How about changing that sentence to:
  "  However, while the aforementioned values represent an improvement
     over the default values specified in [RFC4861], they represent a 
trade-off among a number of factors, including responsiveness, possible 
impact on the battery life of connected devices [RFC7772], etc. Thus, 
they may or may not provide sufficient mitigation to the problem 
discussed in this document.
"

?



> It seems like a remarkably concrete assertion; literally,
> the statement is absolute.  And also, if those values aren't
> satisfactory, why does the document mention them?  It would seem more
> useful to give values that one wanted to propose as giving timely
> action, and then note that there are tradeoffs and other values may be
> better in various situations.

Please let me know if the above would work better...



>>>      Some devices have implemented ad-hoc mechanisms to address this
>>>      problem, such as sending RAs to invalidate apparently-stale
>>>      prefixes [...]
>>>
>>> This seems to contradict the statement in section 2.3 that an RA
>>> cannot effectively reduce the Valid Lifetime of a prefix (as
>>> maintained by a host) to zero:  "Item e) [...] specifies that an RA
>>> may never reduce the "RemainingLifetime" to less than two hours."
>>> Indeed, a crux of this document is that there is no way for a router
>>> to immediately invalidate the use of a prefix on a network whose
>>> addressing it configures.  So the described mechanism needs to be
>>> clarified.
>>
>> How about s/invalidate/deprecate/?
> 
> What I'm trying to get at is that the routers might send such RAs, but
> since the hosts are rquired to not act on them, it should have no effect
> and it isn't really a mechanism.  In particular, I suspect that some
> routers send messages like this (which they shouldn't), and some hosts
> violate the standard (or at least extend it) by acting on those messages
> (either by abandoning the prefix or by deprecating it relative to other
> prefixes).  Whatever it is should be explicated, because it's not in the
> RFCs, but it is part of current practice.

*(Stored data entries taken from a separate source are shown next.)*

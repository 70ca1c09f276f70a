mod annotation;
mod article;
mod library;
mod sync_state;

pub use annotation::Annotation;
pub use article::{domain_of, normalize_url, url_hash, Article, ArticleSortPosition, READING_PROGRESS_FULL};
pub use library::{FeedSubscription, RecordUpdate, Settings, Tombstone, Topic, UserInfo};
pub use sync_state::{SyncProvider, SyncState};

/// Key prefixes of the record families stored in every backend namespace.
pub mod keys {
    pub const ARTICLES: &str = "articles/";
    pub const ANNOTATIONS: &str = "annotations/";
    pub const TOPICS: &str = "topics/";
    pub const SUBSCRIPTIONS: &str = "subscription/";
    pub const TOMBSTONES: &str = "tombstones/";
    pub const SYNC_STATE: &str = "syncState/";
    pub const SETTINGS: &str = "settings";
    pub const USER_INFO: &str = "userInfo";

    pub fn article(id: &str) -> String {
        format!("{ARTICLES}{id}")
    }

    pub fn annotation(id: &str) -> String {
        format!("{ANNOTATIONS}{id}")
    }

    pub fn topic(id: &str) -> String {
        format!("{TOPICS}{id}")
    }

    pub fn subscription(id: &str) -> String {
        format!("{SUBSCRIPTIONS}{id}")
    }

    pub fn sync_state(provider: &str) -> String {
        format!("{SYNC_STATE}{provider}")
    }

    /// `entity` is the record family without its slash, e.g. `annotations`.
    pub fn tombstone(entity: &str, id: &str) -> String {
        format!("{TOMBSTONES}{entity}/{id}")
    }
}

In retrospective, maybe the text was a bit imprecise in this respect.

It should probably have said:

"Some devices have implemented ad-hoc mechanisms to try to mitigate this
problem, such as sending RAs with a Preferred Lifetime of zero and a 
small Valid Lifetime to try to deprecate and phase out the 
apparently-stale prefixes"


Indeed, that's what the box being referenced is doing: 
https://www.si6networks.com/2016/02/16/quiz-weird-ipv6-traffic-on-the-local-network-updated-with-solution/

Thoughts?



>>>      Under normal network conditions, these timers will be reset/refreshed
>>>      to the default values.  However, under problematic circumstances,
>>>
>>> It seems like the first sentence is not to the point of this
>>> paragraph, and it would be clearer just starting with "Under problematic
>>> circumstances ...".
>>
>> Not sure what you mean. Could you clarify?
> 
> I was thinking of updating the text to read:
> 
>     Under problematic circumstances,
>     such as where the corresponding network information has become ...
> 
> The previous sentence is "Under normal network conditions, these timers
> will be reset/refreshed to the default values." and to include it would
> require some reworing, and I'm not sure it would add enough value to be
> worth it.  In particular, the previous sentences talk about the default
> values that are put into PIOs, which of course are not themselves reset
> or refreshed.  So you'd have to say "Under normal network conditions,
> the Pref. Life. and Val. Life. timers in hosts are periodically
> reset/refreshed to the values in the PIOs, which are usually the default
> values."

This seems to convey a different meaning... What we mean to say, in line 
with the earlier discussion on the use of timers is:: "when everything 
is okay, these timers will be refreshed. NOw.. if there's any problem, 
these timers will cause addresses to be deprecated at [X], and be 
invalidated at [Y]".

Am I missing something?



>>> 2.4.  Lack of Explicit Signaling about Stale Information
>>>
>>>      [...] such signaling would be mostly ignored.
>>>
>>> This needs clarification why it is "mostly" rather than "always".
>>
>> Here we mean that, in practice, the signal is ignored. (the packet *is*
>> received and processed, but as per the current specs, hosts would reduce
> assuming that there is "not" here:                                 ^
>> the Valid Lifetime further than two hours). Nowadays, there are
>> implementations that are not compliant with the specs in this respect..
>> so some implementations would honor the signal, while others would not.
> 
> IMO it would be quite useful to mention here that there are noncompliant
> implementations, and if possible, describe how they are noncompliant.
> Because that's part of the landscape within which this work is needed.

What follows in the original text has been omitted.